[TASK DETAILS] Search the entries for lines with the string "struct" and say how many there are, giving only the number.

[RECORDS TO PROCESS]
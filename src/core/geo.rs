use crate::TileError;
use serde::{Deserialize, Serialize};
use std::fmt;
use std::str::FromStr;

/// Latitude limit of the Web Mercator projection
pub const MAX_LATITUDE: f64 = 85.0511287798;

/// Represents a geographical coordinate with latitude and longitude
#[derive(Debug, Clone, Copy, PartialEq, Serialize, Deserialize)]
pub struct LatLng {
    pub lat: f64,
    pub lng: f64,
}

impl LatLng {
    /// Creates a new LatLng coordinate
    pub fn new(lat: f64, lng: f64) -> Self {
        Self { lat, lng }
    }

    /// Validates that the coordinates are within valid ranges
    pub fn is_valid(&self) -> bool {
        self.lat >= -90.0 && self.lat <= 90.0 && self.lng >= -180.0 && self.lng <= 180.0
    }

    /// Wraps longitude to [-180, 180] range
    pub fn wrap_lng(lng: f64) -> f64 {
        let wrapped = lng % 360.0;
        if wrapped > 180.0 {
            wrapped - 360.0
        } else if wrapped < -180.0 {
            wrapped + 360.0
        } else {
            wrapped
        }
    }

    /// Clamps latitude to the Mercator-projectable range
    pub fn clamp_lat(lat: f64) -> f64 {
        lat.clamp(-MAX_LATITUDE, MAX_LATITUDE)
    }

    /// Converts to a Point with x = longitude and y = latitude
    pub fn to_point(&self) -> Point {
        Point::new(self.lng, self.lat)
    }
}

impl Default for LatLng {
    fn default() -> Self {
        Self::new(0.0, 0.0)
    }
}

/// Represents a point in screen or projected coordinates
#[derive(Debug, Clone, Copy, PartialEq, Serialize, Deserialize)]
pub struct Point {
    pub x: f64,
    pub y: f64,
}

impl Point {
    pub fn new(x: f64, y: f64) -> Self {
        Self { x, y }
    }

    pub fn add(&self, other: &Point) -> Point {
        Point::new(self.x + other.x, self.y + other.y)
    }

    pub fn subtract(&self, other: &Point) -> Point {
        Point::new(self.x - other.x, self.y - other.y)
    }

    pub fn multiply(&self, scalar: f64) -> Point {
        Point::new(self.x * scalar, self.y * scalar)
    }

    /// Linear interpolation between this point and another at parameter t
    pub fn lerp(&self, other: &Point, t: f64) -> Point {
        Point::new(
            self.x + (other.x - self.x) * t,
            self.y + (other.y - self.y) * t,
        )
    }

    pub fn length(&self) -> f64 {
        (self.x * self.x + self.y * self.y).sqrt()
    }

    pub fn distance_to(&self, other: &Point) -> f64 {
        self.subtract(other).length()
    }

    pub fn dot(&self, other: &Point) -> f64 {
        self.x * other.x + self.y * other.y
    }

    /// 2D cross product (z component of the 3D cross product)
    pub fn cross(&self, other: &Point) -> f64 {
        self.x * other.y - self.y * other.x
    }

    /// Angle of the vector from this point to another, in radians
    pub fn angle_to(&self, other: &Point) -> f64 {
        (other.y - self.y).atan2(other.x - self.x)
    }

    /// Projects this point onto the segment from `a` to `b`, clamped to the
    /// segment's endpoints
    pub fn project_onto_segment(&self, a: &Point, b: &Point) -> Point {
        let ab = b.subtract(a);
        let len2 = ab.dot(&ab);
        if len2 == 0.0 {
            return *a;
        }
        let t = (self.subtract(a).dot(&ab) / len2).clamp(0.0, 1.0);
        a.add(&ab.multiply(t))
    }

    pub fn floor(&self) -> Point {
        Point::new(self.x.floor(), self.y.floor())
    }
}

impl Default for Point {
    fn default() -> Self {
        Self::new(0.0, 0.0)
    }
}

/// Represents a tile coordinate in the slippy map tile system
#[derive(Debug, Clone, Copy, PartialEq, Eq, Hash, Serialize, Deserialize)]
pub struct TileCoord {
    pub x: u32,
    pub y: u32,
    pub z: u8,
}

impl TileCoord {
    pub fn new(x: u32, y: u32, z: u8) -> Self {
        Self { x, y, z }
    }

    /// Checks if the tile indices are in range for the zoom level
    pub fn is_valid(&self) -> bool {
        if self.z > 30 {
            return false;
        }
        let max_coord = 1u32 << self.z;
        self.x < max_coord && self.y < max_coord
    }
}

impl fmt::Display for TileCoord {
    fn fmt(&self, f: &mut fmt::Formatter<'_>) -> fmt::Result {
        write!(f, "{},{},{}", self.x, self.y, self.z)
    }
}

impl FromStr for TileCoord {
    type Err = TileError;

    /// Parses the canonical "x,y,z" rendering produced by `Display`
    fn from_str(s: &str) -> Result<Self, Self::Err> {
        let invalid = || TileError::InvalidTileId(s.to_string());
        let mut parts = s.split(',');
        let x = parts.next().and_then(|p| p.trim().parse().ok()).ok_or_else(invalid)?;
        let y = parts.next().and_then(|p| p.trim().parse().ok()).ok_or_else(invalid)?;
        let z = parts.next().and_then(|p| p.trim().parse().ok()).ok_or_else(invalid)?;
        if parts.next().is_some() {
            return Err(invalid());
        }
        let coord = TileCoord::new(x, y, z);
        if !coord.is_valid() {
            return Err(invalid());
        }
        Ok(coord)
    }
}

#[cfg(test)]
mod tests {
    use super::*;

    #[test]
    fn test_lat_lng_creation() {
        let coord = LatLng::new(40.7128, -74.0060);
        assert_eq!(coord.lat, 40.7128);
        assert_eq!(coord.lng, -74.0060);
        assert!(coord.is_valid());
    }

    #[test]
    fn test_wrap_lng() {
        assert_eq!(LatLng::wrap_lng(190.0), -170.0);
        assert_eq!(LatLng::wrap_lng(-190.0), 170.0);
        assert_eq!(LatLng::wrap_lng(45.0), 45.0);
    }

    #[test]
    fn test_point_math() {
        let a = Point::new(1.0, 2.0);
        let b = Point::new(4.0, 6.0);

        assert_eq!(a.add(&b), Point::new(5.0, 8.0));
        assert_eq!(b.subtract(&a), Point::new(3.0, 4.0));
        assert_eq!(b.subtract(&a).length(), 5.0);
        assert_eq!(a.dot(&b), 16.0);
        assert_eq!(a.cross(&b), -2.0);
        assert_eq!(a.lerp(&b, 0.5), Point::new(2.5, 4.0));
    }

    #[test]
    fn test_project_onto_segment() {
        let a = Point::new(0.0, 0.0);
        let b = Point::new(10.0, 0.0);

        let mid = Point::new(5.0, 3.0).project_onto_segment(&a, &b);
        assert_eq!(mid, Point::new(5.0, 0.0));

        // Beyond the endpoint clamps to it
        let past = Point::new(15.0, 3.0).project_onto_segment(&a, &b);
        assert_eq!(past, b);

        // Degenerate segment collapses to its single point
        let degenerate = Point::new(5.0, 5.0).project_onto_segment(&a, &a);
        assert_eq!(degenerate, a);
    }

    #[test]
    fn test_tile_coord_id_round_trip() {
        let coord = TileCoord::new(3, 5, 7);
        let id = coord.to_string();
        assert_eq!(id, "3,5,7");
        assert_eq!(id.parse::<TileCoord>().unwrap(), coord);
    }

    #[test]
    fn test_tile_coord_parse_rejects_malformed() {
        assert!("1,2".parse::<TileCoord>().is_err());
        assert!("1,2,3,4".parse::<TileCoord>().is_err());
        assert!("a,b,c".parse::<TileCoord>().is_err());
        // x out of range for z=2
        assert!("5,1,2".parse::<TileCoord>().is_err());
    }

    #[test]
    fn test_tile_coord_validity() {
        assert!(TileCoord::new(0, 0, 0).is_valid());
        assert!(TileCoord::new(3, 3, 2).is_valid());
        assert!(!TileCoord::new(4, 0, 2).is_valid());
        assert!(!TileCoord::new(0, 4, 2).is_valid());
    }
}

[TASK RESPONSE] 3